---------- GIVEN DATA ----------

use std::time::Duration;

/// Rate limiter invoking at most once per interval, on both leading and trailing edges.
///
/// Time is supplied by caller, so host event loop decides what "now" is.
#[derive(Debug, Clone)]
pub struct Throttle {
    wait: Duration,
    last: Option<Duration>,
    pending: bool,
}

impl Throttle {
    pub fn new(wait: Duration) -> Self {
        Self {
            wait,
            last: None,
            pending: false,
        }
    }

    /// Registers call, returns true if it must be invoked right now (leading edge).
    pub fn call(&mut self, now: Duration) -> bool {
        match self.last {
            Some(last) if now.saturating_sub(last) < self.wait => {
                self.pending = true;
                false
            }
            _ => {
                self.last = Some(now);
                self.pending = false;
                true
            }
        }
    }

    /// Returns true if suppressed call must be invoked now (trailing edge).
    pub fn poll(&mut self, now: Duration) -> bool {
        match self.deadline() {
            Some(deadline) if now >= deadline => {
                self.last = Some(now);
                self.pending = false;
                true
            }
            _ => false,
        }
    }

    /// Moment of pending trailing invocation, if any.
    pub fn deadline(&self) -> Option<Duration> {
        match (self.pending, self.last) {
            (true, Some(last)) => Some(last + self.wait),
            _ => None,
        }
    }
}

/// Invokes on leading edge of a burst, further calls are swallowed until calls
/// stop for the whole interval, then a single trailing invocation is due.
#[derive(Debug, Clone)]
pub struct Debounce {
    wait: Duration,
    last: Option<Duration>,
    pending: bool,
}

impl Debounce {
    pub fn new(wait: Duration) -> Self {
        Self {
            wait,
            last: None,
            pending: false,
        }
    }

    /// Registers call, returns true if it must be invoked right now (leading edge).
    pub fn call(&mut self, now: Duration) -> bool {
        let quiet = match self.last {
            None => true,
            Some(last) => now.saturating_sub(last) >= self.wait,
        };
        self.last = Some(now);
        self.pending = !quiet;
        quiet
    }

    /// Returns true if swallowed calls must be invoked now, burst is over.
    pub fn poll(&mut self, now: Duration) -> bool {
        match self.deadline() {
            Some(deadline) if now >= deadline => {
                self.pending = false;
                true
            }
            _ => false,
        }
    }

    pub fn deadline(&self) -> Option<Duration> {
        match (self.pending, self.last) {
            (true, Some(last)) => Some(last + self.wait),
            _ => None,
        }
    }
}
use std::borrow::Borrow;
use std::collections::hash_map::DefaultHasher;
use std::fmt;
use std::hash::{Hash, Hasher};

use cssparser::{serialize_identifier, CssStringWriter, Parser as CssParser, ParserInput, ToCss};
use log::error;
use precomputed_hash::PrecomputedHash;
use selectors::attr::AttrSelectorOperator;
use selectors::parser::{
    Combinator, Component, ParseRelative, Parser, SelectorImpl, SelectorList,
    SelectorParseErrorKind,
};
use taffy::{NodeId, TaffyTree};

use crate::Element;

/// Anything a compound selector can be tested against: a live element of the page
/// or a detached snapshot of a removed one.
pub trait Subject {
    fn tag(&self) -> &str;
    fn attr(&self, name: &str) -> Option<&str>;
}

#[derive(Debug, Clone, PartialEq)]
pub enum SelectorError {
    Empty,
    Invalid { selector: String, reason: String },
}

/// Selector list parsed by `selectors` crate, matched against page tree.
///
/// Supported components: type, universal, id, class and attribute selectors joined
/// by descendant or child combinators. Anything else never matches.
#[derive(Debug, Clone)]
pub struct Selector {
    list: SelectorList<Markup>,
}

impl Selector {
    pub fn parse(source: &str) -> Result<Self, SelectorError> {
        if source.trim().is_empty() {
            return Err(SelectorError::Empty);
        }
        let mut input = ParserInput::new(source);
        let mut parser = CssParser::new(&mut input);
        match SelectorList::parse(&MarkupParser, &mut parser, ParseRelative::No) {
            Ok(list) => Ok(Self { list }),
            Err(error) => Err(SelectorError::Invalid {
                selector: source.to_string(),
                reason: format!("{:?}", error.kind),
            }),
        }
    }

    pub fn matches(&self, node: NodeId, tree: &TaffyTree<Element>) -> bool {
        self.list.0.iter().any(|selector| {
            let components = selector.iter_raw_match_order().as_slice();
            match_complex(components, node, tree)
        })
    }

    /// Matches only the rightmost compound of every selector, ancestors are not
    /// available for detached subjects.
    pub fn matches_subject(&self, subject: &impl Subject) -> bool {
        self.list.0.iter().any(|selector| {
            selector
                .iter_raw_match_order()
                .take_while(|component| !matches!(component, Component::Combinator(_)))
                .all(|component| match_simple(component, subject))
        })
    }
}

/// Components come in match order: rightmost compound first, then combinator,
/// then compound to the left of it and so on.
fn match_complex(
    components: &[Component<Markup>],
    node: NodeId,
    tree: &TaffyTree<Element>,
) -> bool {
    let element = match tree.get_node_context(node) {
        Some(element) => element,
        None => return false,
    };
    let split = components
        .iter()
        .position(|component| matches!(component, Component::Combinator(_)));
    let (compound, rest) = match split {
        Some(index) => components.split_at(index),
        None => (components, &components[components.len()..]),
    };
    if !compound.iter().all(|component| match_simple(component, element)) {
        return false;
    }
    let (combinator, rest) = match rest.split_first() {
        None => return true,
        Some((Component::Combinator(combinator), rest)) => (*combinator, rest),
        Some(_) => return false,
    };
    match combinator {
        Combinator::Child => tree
            .parent(node)
            .map(|parent| match_complex(rest, parent, tree))
            .unwrap_or(false),
        Combinator::Descendant => {
            let mut ancestor = tree.parent(node);
            while let Some(current) = ancestor {
                if match_complex(rest, current, tree) {
                    return true;
                }
                ancestor = tree.parent(current);
            }
            false
        }
        combinator => {
            error!("combinator {combinator:?} not supported");
            false
        }
    }
}

fn match_simple(component: &Component<Markup>, subject: &impl Subject) -> bool {
    match component {
        Component::ExplicitUniversalType | Component::ExplicitAnyNamespace => true,
        Component::LocalName(local) => subject.tag().eq_ignore_ascii_case(&local.name.0),
        Component::ID(id) => subject.attr("id") == Some(id.0.as_str()),
        Component::Class(class) => subject
            .attr("class")
            .map(|classes| classes.split_whitespace().any(|name| name == class.0))
            .unwrap_or(false),
        Component::AttributeInNoNamespaceExists { local_name, .. } => {
            subject.attr(&local_name.0).is_some()
        }
        Component::AttributeInNoNamespace {
            local_name,
            operator,
            value,
            ..
        } => {
            let value = value.0.as_str();
            subject
                .attr(&local_name.0)
                .map(|attr| match operator {
                    AttrSelectorOperator::Equal => attr == value,
                    AttrSelectorOperator::Includes => {
                        attr.split_whitespace().any(|word| word == value)
                    }
                    AttrSelectorOperator::DashMatch => {
                        attr == value || attr.starts_with(&format!("{value}-"))
                    }
                    AttrSelectorOperator::Prefix => attr.starts_with(value),
                    AttrSelectorOperator::Substring => attr.contains(value),
                    AttrSelectorOperator::Suffix => attr.ends_with(value),
                })
                .unwrap_or(false)
        }
        _ => {
            error!("selector {component:?} not supported");
            false
        }
    }
}

#[derive(Debug, Clone)]
pub enum Markup {}

impl SelectorImpl for Markup {
    type ExtraMatchingData<'a> = ();
    type AttrValue = Value;
    type Identifier = Name;
    type LocalName = Name;
    type NamespaceUrl = Name;
    type NamespacePrefix = Name;
    type BorrowedNamespaceUrl = str;
    type BorrowedLocalName = str;
    type NonTSPseudoClass = Unsupported;
    type PseudoElement = Unsupported;
}

struct MarkupParser;

impl<'i> Parser<'i> for MarkupParser {
    type Impl = Markup;
    type Error = SelectorParseErrorKind<'i>;
}

/// Identifier of tag, id, class or attribute name.
#[derive(Debug, Clone, Default, PartialEq, Eq, Hash)]
pub struct Name(String);

impl From<&str> for Name {
    fn from(name: &str) -> Self {
        Self(name.to_string())
    }
}

impl Borrow<str> for Name {
    fn borrow(&self) -> &str {
        &self.0
    }
}

impl ToCss for Name {
    fn to_css<W: fmt::Write>(&self, dest: &mut W) -> fmt::Result {
        serialize_identifier(&self.0, dest)
    }
}

impl PrecomputedHash for Name {
    fn precomputed_hash(&self) -> u32 {
        let mut hasher = DefaultHasher::new();
        self.0.hash(&mut hasher);
        hasher.finish() as u32
    }
}

#[derive(Debug, Clone, Default, PartialEq, Eq)]
pub struct Value(String);

impl From<&str> for Value {
    fn from(value: &str) -> Self {
        Self(value.to_string())
    }
}

impl ToCss for Value {
    fn to_css<W: fmt::Write>(&self, dest: &mut W) -> fmt::Result {
        use fmt::Write;
        write!(CssStringWriter::new(dest), "{}", self.0)
    }
}

/// Pseudo classes and elements have no meaning for a page without interaction state.
#[derive(Debug, Clone, PartialEq, Eq)]
pub enum Unsupported {}

impl ToCss for Unsupported {
    fn to_css<W: fmt::Write>(&self, _dest: &mut W) -> fmt::Result {
        match *self {}
    }
}

impl selectors::parser::NonTSPseudoClass for Unsupported {
    type Impl = Markup;

    fn is_active_or_hover(&self) -> bool {
        match *self {}
    }

    fn is_user_action_state(&self) -> bool {
        match *self {}
    }
}

impl selectors::parser::PseudoElement for Unsupported {
    type Impl = Markup;

    fn accepts_state_pseudo_classes(&self) -> bool {
        match *self {}
    }

    fn valid_after_slotted(&self) -> bool {
        match *self {}
    }
}

#[cfg(test)]
mod tests {
    use super::*;
    use std::collections::HashMap;

    struct Fake {
        tag: &'static str,
        attrs: HashMap<&'static str, &'static str>,
    }

    impl Subject for Fake {
        fn tag(&self) -> &str {
            self.tag
        }

        fn attr(&self, name: &str) -> Option<&str> {
            self.attrs.get(name).copied()
        }
    }

    #[test]
    pub fn test_attribute_presence() {
        let selector = parse("[data-aos]");
        assert!(selector.matches_subject(&fake("div", &[("data-aos", "fade-up")])));
        assert!(!selector.matches_subject(&fake("div", &[("data-aos-once", "true")])));
    }

    #[test]
    pub fn test_attribute_value() {
        let selector = parse("[data-aos=\"fade\"]");
        assert!(selector.matches_subject(&fake("div", &[("data-aos", "fade")])));
        assert!(!selector.matches_subject(&fake("div", &[("data-aos", "zoom")])));
    }

    #[test]
    pub fn test_attribute_value_with_bracket() {
        let selector = parse("[title=\"x]y\"]");
        assert!(selector.matches_subject(&fake("a", &[("title", "x]y")])));
        assert!(!selector.matches_subject(&fake("a", &[("title", "x")])));
    }

    #[test]
    pub fn test_attribute_operators() {
        let subject = fake("div", &[("data-aos", "fade-up"), ("rel", "nav main")]);
        assert!(parse("[data-aos^=fade]").matches_subject(&subject));
        assert!(parse("[data-aos$=up]").matches_subject(&subject));
        assert!(parse("[data-aos|=fade]").matches_subject(&subject));
        assert!(parse("[rel~=main]").matches_subject(&subject));
        assert!(!parse("[rel~=ma]").matches_subject(&subject));
    }

    #[test]
    pub fn test_compound_tag_id_class() {
        let selector = parse("section#intro.hero.dark");
        let subject = fake("section", &[("id", "intro"), ("class", "dark hero")]);
        assert!(selector.matches_subject(&subject));
        let subject = fake("div", &[("id", "intro"), ("class", "dark hero")]);
        assert!(!selector.matches_subject(&subject));
    }

    #[test]
    pub fn test_group_matches_any() {
        let selector = parse(".a, #b");
        assert!(selector.matches_subject(&fake("p", &[("id", "b")])));
        assert!(selector.matches_subject(&fake("p", &[("class", "a")])));
        assert!(!selector.matches_subject(&fake("p", &[])));
    }

    #[test]
    pub fn test_subject_checks_rightmost_compound() {
        let selector = parse("main > .list li");
        assert!(selector.matches_subject(&fake("li", &[])));
        assert!(!selector.matches_subject(&fake("main", &[])));
    }

    #[test]
    pub fn test_invalid_selectors() {
        assert_eq!(Selector::parse("  ").err(), Some(SelectorError::Empty));
        assert!(Selector::parse("div >").is_err());
        assert!(Selector::parse("a > > b").is_err());
        assert!(Selector::parse("> div").is_err());
        assert!(Selector::parse("div!").is_err());
    }

    fn parse(source: &str) -> Selector {
        Selector::parse(source).expect("selector valid")
    }

    fn fake(tag: &'static str, attrs: &[(&'static str, &'static str)]) -> Fake {
        Fake {
            tag,
            attrs: attrs.iter().cloned().collect(),
        }
    }
}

----------

Your reply should be one number: how many lines in this listing contain the string "intro".

▶ **RESPONSE BOX**
3